### ACTIVITY
Transcribe the following entries word for word. End with the line where "const ARTIFACT_SUFFIX: &str" appears.

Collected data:
———

//! On-disk layout of a run: one `response_{id}_{fingerprint}.json` per item,
//! the cumulative `summary.json`, and optional raw replies under `raw/`.

use serde::{Deserialize, Serialize};
use std::collections::HashMap;
use std::path::{Path, PathBuf};
use tracing::{debug, info, warn};

use crate::error::ArtifactError;

const SUMMARY_FILE: &str = "summary.json";
const ARTIFACT_PREFIX: &str = "response_";
const RAW_PREFIX: &str = "raw_response_";
const ARTIFACT_SUFFIX: &str = ".json";

/// One processed prompt. Field aliases accept summaries written with the
/// older `prompt` / `response` / `output_file` keys.
#[derive(Debug, Clone, PartialEq, Eq, Serialize, Deserialize)]
pub struct ResponseRecord {
    pub prompt_id: usize,
    #[serde(alias = "prompt")]
    pub prompt_content: String,
    #[serde(alias = "response")]
    pub response_text: String,
    #[serde(default)]
    pub response_is_structured: bool,
    #[serde(alias = "output_file")]
    pub artifact_path: String,
}

pub struct ArtifactStore {
    output_dir: PathBuf,
    raw_dir: PathBuf,
}

impl ArtifactStore {
    pub fn new(output_dir: impl Into<PathBuf>, raw_dir: impl Into<PathBuf>) -> Self {
        Self {
            output_dir: output_dir.into(),
            raw_dir: raw_dir.into(),
        }
    }

    pub fn summary_path(&self) -> PathBuf {
        self.output_dir.join(SUMMARY_FILE)
    }

    pub fn artifact_path(&self, prompt_id: usize, fingerprint: &str) -> PathBuf {
        self.output_dir
            .join(format!("{ARTIFACT_PREFIX}{prompt_id}_{fingerprint}{ARTIFACT_SUFFIX}"))
    }

    pub fn raw_path(&self, prompt_id: usize, fingerprint: &str) -> PathBuf {
        self.raw_dir
            .join(format!("{RAW_PREFIX}{prompt_id}_{fingerprint}{ARTIFACT_SUFFIX}"))
    }

    /// Create the output directory, and the raw directory when raw capture is on.
    pub async fn prepare(&self, with_raw: bool) -> Result<(), ArtifactError> {
        create_dir(&self.output_dir).await?;
        if with_raw {
            create_dir(&self.raw_dir).await?;
        }
        Ok(())
    }

    /// Existing artifacts keyed by the fingerprint in their file name. When
    /// several share a fingerprint the one with the lowest prompt id wins.
    pub async fn scan(&self) -> HashMap<String, PathBuf> {
        let mut best: HashMap<String, (usize, PathBuf)> = HashMap::new();
        let mut entries = match tokio::fs::read_dir(&self.output_dir).await {
            Ok(e) => e,
            Err(_) => return HashMap::new(),
        };

        while let Ok(Some(entry)) = entries.next_entry().await {
            match entry.file_type().await {
                Ok(kind) if kind.is_file() => {}
                _ => continue,
            }
            let path = entry.path();
            let Some(name) = path.file_name().and_then(|n| n.to_str()) else {
                continue;
            };
            let Some((prompt_id, fingerprint)) = parse_artifact_name(name) else {
                continue;
            };
            if matches!(best.get(fingerprint), Some((id, _)) if *id <= prompt_id) {
                continue;
            }
            best.insert(fingerprint.to_string(), (prompt_id, path.clone()));
        }

        let found: HashMap<String, PathBuf> = best
            .into_iter()
            .map(|(fingerprint, (_, path))| (fingerprint, path))
            .collect();

        info!(
            "Found {} existing response artifacts in {}",
            found.len(),
            self.output_dir.display()
        );
        found
    }

    pub async fn read_artifact(&self, path: &Path) -> Result<String, ArtifactError> {
        tokio::fs::read_to_string(path)
            .await
            .map_err(|source| ArtifactError::Read {
                path: path.to_path_buf(),
                source,
            })
    }

    pub async fn write_artifact(&self, path: &Path, body: &str) -> Result<(), ArtifactError> {
        write_atomic(path, body.as_bytes()).await?;
        debug!(path = %path.display(), "Saved response artifact");
        Ok(())
    }

    pub async fn write_raw(
        &self,
        prompt_id: usize,
        fingerprint: &str,
        raw: &serde_json::Value,
    ) -> Result<PathBuf, ArtifactError> {
        let path = self.raw_path(prompt_id, fingerprint);
        let body = serde_json::to_string_pretty(raw).map_err(|source| ArtifactError::Serialize {
            what: "raw reply",
            source,
        })?;
        write_atomic(&path, body.as_bytes()).await?;
        debug!(path = %path.display(), "Saved raw reply");
        Ok(path)
    }

    /// Previous run's records. A missing file is an empty summary; an
    /// unreadable one is logged and treated the same way.
    pub async fn load_summary(&self) -> Vec<ResponseRecord> {
        let path = self.summary_path();
        if !path.exists() {
            return Vec::new();
        }
        match read_summary(&path).await {
            Ok(records) => {
                info!("Loaded existing summary with {} records", records.len());
                records
            }
            Err(e) => {
                warn!("Ignoring unreadable summary {}: {}", path.display(), e);
                Vec::new()
            }
        }
    }

    /// Replace `summary.json` in one step.
    pub async fn save_summary(&self, records: &[ResponseRecord]) -> Result<(), ArtifactError> {
        let path = self.summary_path();
        let body = serde_json::to_string_pretty(records).map_err(|source| {
            ArtifactError::Serialize {
                what: "run summary",
                source,
            }
        })?;

        write_atomic(&path, body.as_bytes()).await?;
        debug!(records = records.len(), "Saved summary");
        Ok(())
    }
}

/// Read a summary file from any location.
pub async fn read_summary(path: &Path) -> Result<Vec<ResponseRecord>, ArtifactError> {
    let data = tokio::fs::read_to_string(path)
        .await
        .map_err(|source| ArtifactError::Read {
            path: path.to_path_buf(),
            source,
        })?;
    serde_json::from_str(&data).map_err(|source| ArtifactError::Parse {
        path: path.to_path_buf(),
        source,
    })
}

/// `response_{id}_{fingerprint}.json` -> `(id, fingerprint)`.
fn parse_artifact_name(name: &str) -> Option<(usize, &str)> {
    let stem = name
        .strip_prefix(ARTIFACT_PREFIX)?
        .strip_suffix(ARTIFACT_SUFFIX)?;
    let (id, fingerprint) = stem.split_once('_')?;
    if fingerprint.is_empty() || fingerprint.contains('.') {
        return None;
    }
    Some((id.parse().ok()?, fingerprint))
}

async fn create_dir(path: &Path) -> Result<(), ArtifactError> {
    tokio::fs::create_dir_all(path)
        .await
        .map_err(|source| ArtifactError::CreateDir {
            path: path.to_path_buf(),
            source,
        })
}

/// Write a sibling `<name>.tmp`, then rename it over `path`. A crash leaves
/// either the old file or the temp file, never a partial file under `path`.
async fn write_atomic(path: &Path, body: &[u8]) -> Result<(), ArtifactError> {
    let tmp = temp_path(path);
    let written = match tokio::fs::write(&tmp, body).await {
        Ok(()) => tokio::fs::rename(&tmp, path).await,
        Err(e) => Err(e),
    };
    written.map_err(|source| ArtifactError::Write {
        path: path.to_path_buf(),
        source,
    })
}

fn temp_path(path: &Path) -> PathBuf {
    let mut name = path.file_name().map(|n| n.to_os_string()).unwrap_or_default();
    name.push(".tmp");
    path.with_file_name(name)
}

#[cfg(test)]
mod tests {
    use super::*;
    use tempfile::TempDir;

    fn store(dir: &TempDir) -> ArtifactStore {
        ArtifactStore::new(dir.path(), dir.path().join("raw"))
    }

    fn record(id: usize) -> ResponseRecord {
        ResponseRecord {
            prompt_id: id,
            prompt_content: format!("prompt {id}"),
            response_text: "{\n  \"has_command\": true\n}".into(),
            response_is_structured: true,
            artifact_path: format!("response_{id}_abc.json"),
        }
    }

    #[test]
    fn test_parse_artifact_name() {
        assert_eq!(
            parse_artifact_name("response_12_0123abcd.json"),
            Some((12, "0123abcd"))
        );
        assert_eq!(parse_artifact_name("summary.json"), None);
        assert_eq!(parse_artifact_name("response_x_abc.json"), None);
        assert_eq!(parse_artifact_name("response_3_.json"), None);
        assert_eq!(parse_artifact_name("response_3_abc.json.tmp"), None);
        assert_eq!(parse_artifact_name("raw_response_1_abc.json"), None);
    }

    #[tokio::test]
    async fn test_scan_keys_by_fingerprint() {
        let dir = TempDir::new().unwrap();
        let store = store(&dir);
        store.prepare(true).await.unwrap();

        let path = store.artifact_path(1, "deadbeef");
        store.write_artifact(&path, "{}").await.unwrap();
        std::fs::write(dir.path().join("notes.txt"), "x").unwrap();
        store
            .write_raw(1, "deadbeef", &serde_json::json!({"done": true}))
            .await
            .unwrap();

        let found = store.scan().await;
        assert_eq!(found.len(), 1);
        assert_eq!(found.get("deadbeef"), Some(&path));
    }

    #[tokio::test]
    async fn test_scan_prefers_lowest_prompt_id() {
        let dir = TempDir::new().unwrap();
        let store = store(&dir);
        store.prepare(false).await.unwrap();

        for id in [10, 2, 7] {
            let path = store.artifact_path(id, "deadbeef");
            store.write_artifact(&path, "{}").await.unwrap();
        }

        let found = store.scan().await;
        assert_eq!(found.get("deadbeef"), Some(&store.artifact_path(2, "deadbeef")));
    }

    #[tokio::test]
    async fn test_scan_skips_interrupted_writes_and_dirs() {
        let dir = TempDir::new().unwrap();
        let store = store(&dir);
        store.prepare(false).await.unwrap();

        std::fs::write(dir.path().join("response_1_deadbeef.json.tmp"), "{\n  \"has_com").unwrap();
        std::fs::create_dir(dir.path().join("response_2_cafebabe.json")).unwrap();

        assert!(store.scan().await.is_empty());
    }

    #[tokio::test]
    async fn test_artifact_write_leaves_no_temp_file() {
        let dir = TempDir::new().unwrap();
        let store = store(&dir);
        store.prepare(true).await.unwrap();

        let path = store.artifact_path(1, "deadbeef");
        std::fs::write(temp_path(&path), "stale").unwrap();
        store.write_artifact(&path, "{\"has_command\": true}").await.unwrap();
        let raw = store
            .write_raw(1, "deadbeef", &serde_json::json!({"done": true}))
            .await
            .unwrap();

        assert_eq!(std::fs::read_to_string(&path).unwrap(), "{\"has_command\": true}");
        assert!(!temp_path(&path).exists());
        assert!(raw.exists());
        assert!(!temp_path(&raw).exists());
    }

    #[test]
    fn test_temp_path_is_not_an_artifact_name() {
        let tmp = temp_path(Path::new("outputs/response_1_abc.json"));
        assert_eq!(tmp, Path::new("outputs/response_1_abc.json.tmp"));
        let name = tmp.file_name().and_then(|n| n.to_str()).unwrap();
        assert_eq!(parse_artifact_name(name), None);
    }

    #[tokio::test]
    async fn test_scan_missing_dir_is_empty() {
        let dir = TempDir::new().unwrap();
        let store = ArtifactStore::new(dir.path().join("absent"), dir.path().join("raw"));
        assert!(store.scan().await.is_empty());
    }

    #[tokio::test]
    async fn test_summary_roundtrip_leaves_no_temp_file() {
        let dir = TempDir::new().unwrap();
        let store = store(&dir);
        store.prepare(false).await.unwrap();

        let records = vec![record(1), record(3)];
        store.save_summary(&records).await.unwrap();
        assert_eq!(store.load_summary().await, records);
        assert!(!dir.path().join("summary.json.tmp").exists());
        assert!(!dir.path().join("raw").exists());
    }

    #[tokio::test]
    async fn test_load_summary_accepts_legacy_keys() {
        let dir = TempDir::new().unwrap();
        let store = store(&dir);
        std::fs::write(
            store.summary_path(),
            r#"[{"prompt_id": 2, "prompt": "打开客厅的灯。", "response": "{}", "output_file": "outputs/response_2_ab.json"}]"#,
        )
        .unwrap();

        let records = store.load_summary().await;
        assert_eq!(records.len(), 1);
        assert_eq!(records[0].prompt_content, "打开客厅的灯。");
        assert_eq!(records[0].artifact_path, "outputs/response_2_ab.json");
        assert!(!records[0].response_is_structured);
    }

    #[tokio::test]
    async fn test_corrupt_summary_is_ignored_on_load() {
        let dir = TempDir::new().unwrap();
        let store = store(&dir);
        std::fs::write(store.summary_path(), "[{truncated").unwrap();
        assert!(store.load_summary().await.is_empty());
        assert!(matches!(
            read_summary(&store.summary_path()).await,
            Err(ArtifactError::Parse { .. })
        ));
    }

    #[tokio::test]
    async fn test_write_into_missing_dir_fails() {
        let dir = TempDir::new().unwrap();
        let store = ArtifactStore::new(dir.path().join("nope"), dir.path().join("raw"));
        let err = store.save_summary(&[record(1)]).await.unwrap_err();
        assert!(matches!(err, ArtifactError::Write { .. }));
    }
}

———

### WRITTEN ANSWER
//! On-disk layout of a run: one `response_{id}_{fingerprint}.json` per item,
//! the cumulative `summary.json`, and optional raw replies under `raw/`.

use serde::{Deserialize, Serialize};
use std::collections::HashMap;
use std::path::{Path, PathBuf};
use tracing::{debug, info, warn};

use crate::error::ArtifactError;

const SUMMARY_FILE: &str = "summary.json";
const ARTIFACT_PREFIX: &str = "response_";
const RAW_PREFIX: &str = "raw_response_";
const ARTIFACT_SUFFIX: &str = ".json";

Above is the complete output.